- Work task -
Print verbatim the opening line of the material and every subsequent line through the one containing "#[derive(Debug, Clone, Copy, PartialEq, Eq, ValueEnum)]".

%%

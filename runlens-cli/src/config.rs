//! Configuration module
//!
//! Handles CLI configuration including the platform URL, the manifest
//! flavour of offline files and polling settings.

use anyhow::bail;
use clap::ValueEnum;
use runlens_client::WaitOptions;
use runlens_core::ManifestSchema;
use std::time::Duration;

/// Flavour of a workflow manifest read from disk
#[derive(Debug, Clone, Copy, PartialEq, Eq, ValueEnum)]
pub enum SchemaKind {
    /// Workflow manifest embedded in a platform run
    KfpV1,
    /// Plain workflow object read from the cluster
    Argo,
}

impl SchemaKind {
    pub fn schema(self) -> ManifestSchema {
        match self {
            SchemaKind::KfpV1 => ManifestSchema::kfp_v1(),
            SchemaKind::Argo => ManifestSchema::argo(),
        }
    }
}

/// CLI configuration
#[derive(Debug, Clone)]
pub struct Config {
    /// URL of the pipeline platform API
    pub platform_url: String,
}

impl Config {
    pub fn new(platform_url: impl Into<String>) -> Self {
        Self {
            platform_url: platform_url.into(),
        }
    }

    /// Schema of the manifests embedded in platform runs
    ///
    /// Always the platform's own flavour: its run id label is what the
    /// artifact endpoints expect.
    pub fn platform_schema(&self) -> ManifestSchema {
        ManifestSchema::kfp_v1()
    }

    /// Validate configuration
    pub fn validate(&self) -> anyhow::Result<()> {
        if self.platform_url.is_empty() {
            bail!("platform_url cannot be empty");
        }

        if !self.platform_url.starts_with("http://") && !self.platform_url.starts_with("https://") {
            bail!("platform_url must start with http:// or https://");
        }

        Ok(())
    }
}

impl Default for Config {
    fn default() -> Self {
        Self::new("http://localhost:8888")
    }
}

/// Build and check the polling settings of `run watch`
pub fn wait_options(interval_ms: u64, timeout_secs: u64) -> anyhow::Result<WaitOptions> {
    if interval_ms == 0 {
        bail!("poll interval must be greater than 0");
    }
    if timeout_secs == 0 {
        bail!("timeout must be greater than 0");
    }

    Ok(WaitOptions {
        poll_interval: Duration::from_millis(interval_ms),
        timeout: Duration::from_secs(timeout_secs),
    })
}
//! Normalization properties
//!
//! Checks the card transform through the public API: crypt/library
//! classification, set canonicalization, group handling, the set/scan
//! join, ruling linking and run-to-run stability.

use similar_asserts::assert_eq;
use wmrh_carddb::loader::card::{link_rulings, normalize_group};
use wmrh_carddb::loader::raw::{OrderedMap, RawPrinting, RawRulings, RawScalar};
use wmrh_carddb::loader::{
    canonicalize, partition, CardNormalizer, RawCard, RawFeed, UNKNOWN_SET_CODE,
};
use wmrh_carddb::profile::OutputProfile;
use wmrh_carddb::ExportError;

fn fixture_feed(name: &str) -> RawFeed {
    let path = format!("{}/tests/fixtures/{name}", env!("CARGO_MANIFEST_DIR"));
    let bytes = std::fs::read(&path).unwrap();
    RawFeed::parse(&bytes).unwrap()
}

fn raw(name: &str, types: &[&str]) -> RawCard {
    RawCard {
        name: Some(name.to_string()),
        types: Some(types.iter().map(|t| t.to_string()).collect()),
        url: Some(format!("https://static.krcg.org/card/{}.jpg", name.to_lowercase())),
        ..RawCard::default()
    }
}

fn printed(date: &str) -> Vec<RawPrinting> {
    vec![RawPrinting {
        release_date: Some(date.to_string()),
        scan: None,
    }]
}

#[test]
fn test_crypt_types_land_in_crypt() {
    let profile = OutputProfile::wmrh();
    let mut normalizer = CardNormalizer::new(&profile);

    let cards: Vec<_> = [
        raw("Anson", &["Vampire"]),
        raw("Blood Doll", &["Master"]),
        raw("Tom Fuller", &["Imbued"]),
        raw("Deflection", &["Reaction"]),
        raw("Carrion Crows", &["Ally"]),
    ]
    .iter()
    .enumerate()
    .map(|(i, r)| normalizer.normalize(i, r).unwrap())
    .collect();

    let split = partition(cards);
    let crypt: Vec<&str> = split.crypt.iter().map(|c| c.name.as_str()).collect();
    let library: Vec<&str> = split.library.iter().map(|c| c.name.as_str()).collect();
    assert_eq!(crypt, vec!["Anson", "Tom Fuller"]);
    assert_eq!(library, vec!["Blood Doll", "Deflection", "Carrion Crows"]);
    assert!(split.crypt.iter().all(|c| c.is_crypt));
    assert!(split.library.iter().all(|c| !c.is_crypt));
}

#[test]
fn test_canonicalize_examples() {
    assert_eq!(canonicalize("Fifth Edition"), "V5");
    assert_eq!(canonicalize("2015 Storyline Rewards"), "Promo");
    assert_eq!(canonicalize("Promo-20191027"), "Promo");
    assert_eq!(
        canonicalize("Some Brand New Expansion Nobody Mapped"),
        UNKNOWN_SET_CODE
    );
}

#[test]
fn test_group_normalization() {
    assert_eq!(normalize_group(&RawScalar::Text("ANY".to_string())), Ok(0));
    assert_eq!(normalize_group(&RawScalar::Int(3)), Ok(3));

    let profile = OutputProfile::wmrh();
    let mut normalizer = CardNormalizer::new(&profile);
    let card = normalizer.normalize(0, &raw("Anson", &["Vampire"])).unwrap();
    assert_eq!(card.group, None);

    // Absent, not zero and not null
    let json = serde_json::to_value(&card).unwrap();
    assert!(json.get("group").is_none());
}

#[test]
fn test_three_printings_three_scans() {
    let profile = OutputProfile::wmrh();
    let mut normalizer = CardNormalizer::new(&profile);

    let card = RawCard {
        sets: Some(
            [
                ("Jyhad", printed("1994-08-16")),
                ("Camarilla Edition", printed("2002-08-19")),
                ("Fifth Edition", printed("2020-11-30")),
                ("Anthology", printed("2017-05-11")),
            ]
            .into_iter()
            .collect(),
        ),
        scans: Some(
            [
                ("Jyhad", "https://example.org/jyhad.jpg".to_string()),
                ("Camarilla Edition", "https://example.org/ce.jpg".to_string()),
                ("Fifth Edition", "https://example.org/v5.jpg".to_string()),
            ]
            .into_iter()
            .collect(),
        ),
        ..raw("Deflection", &["Reaction"])
    };

    let card = normalizer.normalize(0, &card).unwrap();
    let sets: Vec<(&str, &str)> = card
        .sets
        .iter()
        .map(|s| (s.name.as_str(), s.pic_url.as_str()))
        .collect();
    assert_eq!(
        sets,
        vec![
            ("Jyhad", "https://example.org/jyhad.jpg"),
            ("CE", "https://example.org/ce.jpg"),
            ("V5", "https://example.org/v5.jpg"),
        ]
    );
}

#[test]
fn test_ruling_links_by_substring() {
    let links: OrderedMap<String> = [("X", "https://example.org/x".to_string())]
        .into_iter()
        .collect();
    let rulings = link_rulings(&RawRulings::Grouped {
        text: vec!["See ruling X for details".to_string()],
        links,
    });
    assert_eq!(rulings.len(), 1);
    assert_eq!(rulings[0].references.len(), 1);
    assert_eq!(rulings[0].references[0].label, "X");

    let links: OrderedMap<String> = [("Y", "https://example.org/y".to_string())]
        .into_iter()
        .collect();
    let rulings = link_rulings(&RawRulings::Grouped {
        text: vec!["See ruling X for details".to_string()],
        links,
    });
    assert!(rulings[0].references.is_empty());
}

#[test]
fn test_normalization_is_idempotent() {
    let feed = fixture_feed("mixed_feed.json");
    let profile = OutputProfile::full();

    let first = CardNormalizer::new(&profile).normalize_feed(&feed);
    let second = CardNormalizer::new(&profile).normalize_feed(&feed);

    assert_eq!(
        serde_json::to_string(&first.cards).unwrap(),
        serde_json::to_string(&second.cards).unwrap()
    );
    assert_eq!(first.sets, second.sets);
}

#[test]
fn test_bad_records_are_skipped_and_reported() {
    let feed = fixture_feed("mixed_feed.json");
    let profile = OutputProfile::wmrh();
    let report = CardNormalizer::new(&profile).normalize_feed(&feed);

    let names: Vec<&str> = report.cards.iter().map(|c| c.name.as_str()).collect();
    assert_eq!(
        names,
        vec!["Aabbt Kindred", "Tom Fuller", "Govern the Unaligned", "Edge Marker"]
    );

    let skipped: Vec<(usize, Option<&str>)> = report
        .skipped
        .iter()
        .map(|e| match e {
            ExportError::MalformedRecord { index, name, .. } => (*index, name.as_deref()),
            other => panic!("Expected malformed record, got {other:?}"),
        })
        .collect();
    assert_eq!(
        skipped,
        vec![
            (3, Some("Nameless Horror")),
            (4, Some("Bad Group")),
            (5, Some("Wrong Shape")),
        ]
    );
}

#[test]
fn test_mixed_feed_details() {
    let feed = fixture_feed("mixed_feed.json");
    let profile = OutputProfile::wmrh();
    let report = CardNormalizer::new(&profile).normalize_feed(&feed);

    let aabbt = &report.cards[0];
    assert_eq!(aabbt.group, Some(0));
    assert_eq!(aabbt.banned.as_deref(), Some("2001-06-01"));
    let codes: Vec<&str> = aabbt.sets.iter().map(|s| s.name.as_str()).collect();
    // The promo printing without a scan is dropped
    assert_eq!(codes, vec!["FN", "Promo"]);

    let tom = &report.cards[1];
    assert!(tom.is_crypt);
    assert_eq!(
        tom.sets[0].pic_url,
        "https://static.krcg.org/card/set/nights-of-reckoning/tomfuller.jpg"
    );

    let govern = &report.cards[2];
    assert_eq!(govern.blood_cost.as_ref().map(|c| c.to_string()).as_deref(), Some("X"));
    assert_eq!(govern.rulings[0].references.len(), 1);
    assert_eq!(govern.sets[1].name, UNKNOWN_SET_CODE);
    assert!(govern.text.is_none());

    assert!(report.cards[3].is_token);

    let set_codes: Vec<&str> = report.sets.iter().map(|s| s.code.as_str()).collect();
    assert_eq!(set_codes, vec!["FN", "Promo", "NoR", "Jyhad", UNKNOWN_SET_CODE]);
    assert_eq!(
        report.unknown_sets,
        vec!["Some Brand New Expansion Nobody Mapped".to_string()]
    );
}

#[test]
fn test_feed_order_survives_parsing() {
    let feed = RawFeed::parse(
        br#"[{
            "name": "Promo Hoarder",
            "types": ["Master"],
            "url": "https://static.krcg.org/card/promohoarder.jpg",
            "sets": {
                "Jyhad": [{"release_date": "1994-08-16"}],
                "Promo-20191027": [{"release_date": "2019-10-27"}],
                "2018 Humble Bundle": [{"release_date": "2018-01-01"}]
            },
            "scans": {
                "Jyhad": "https://example.org/jyhad.jpg",
                "Promo-20191027": "https://example.org/promo.jpg",
                "2018 Humble Bundle": "https://example.org/humble.jpg"
            },
            "rulings": {
                "text": ["Both [Z] and [A] apply."],
                "links": {"[Z]": "https://example.org/z", "[A]": "https://example.org/a"}
            }
        }]"#,
    )
    .unwrap();

    let report = CardNormalizer::new(&OutputProfile::wmrh()).normalize_feed(&feed);
    let card = &report.cards[0];

    let pics: Vec<(&str, &str)> = card
        .sets
        .iter()
        .map(|s| (s.name.as_str(), s.pic_url.as_str()))
        .collect();
    assert_eq!(
        pics,
        vec![
            ("Jyhad", "https://example.org/jyhad.jpg"),
            ("Promo", "https://example.org/promo.jpg"),
            ("Promo", "https://example.org/humble.jpg"),
        ]
    );

    let labels: Vec<&str> = card.rulings[0]
        .references
        .iter()
        .map(|r| r.label.as_str())
        .collect();
    assert_eq!(labels, vec!["[Z]", "[A]"]);

    // The promo bucket takes the first-seen printing's date
    let sets: Vec<(&str, Option<&str>)> = report
        .sets
        .iter()
        .map(|s| (s.name.as_str(), s.release_date.as_deref()))
        .collect();
    assert_eq!(
        sets,
        vec![("Jyhad", Some("1994-08-16")), ("Promo", Some("2019-10-27"))]
    );
}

%%

- Response box -
filename runlens-cli/src/config.rs
//! Configuration module
//!
//! Handles CLI configuration including the platform URL, the manifest
//! flavour of offline files and polling settings.

use anyhow::bail;
use clap::ValueEnum;
use runlens_client::WaitOptions;
use runlens_core::ManifestSchema;
use std::time::Duration;

/// Flavour of a workflow manifest read from disk
#[derive(Debug, Clone, Copy, PartialEq, Eq, ValueEnum)]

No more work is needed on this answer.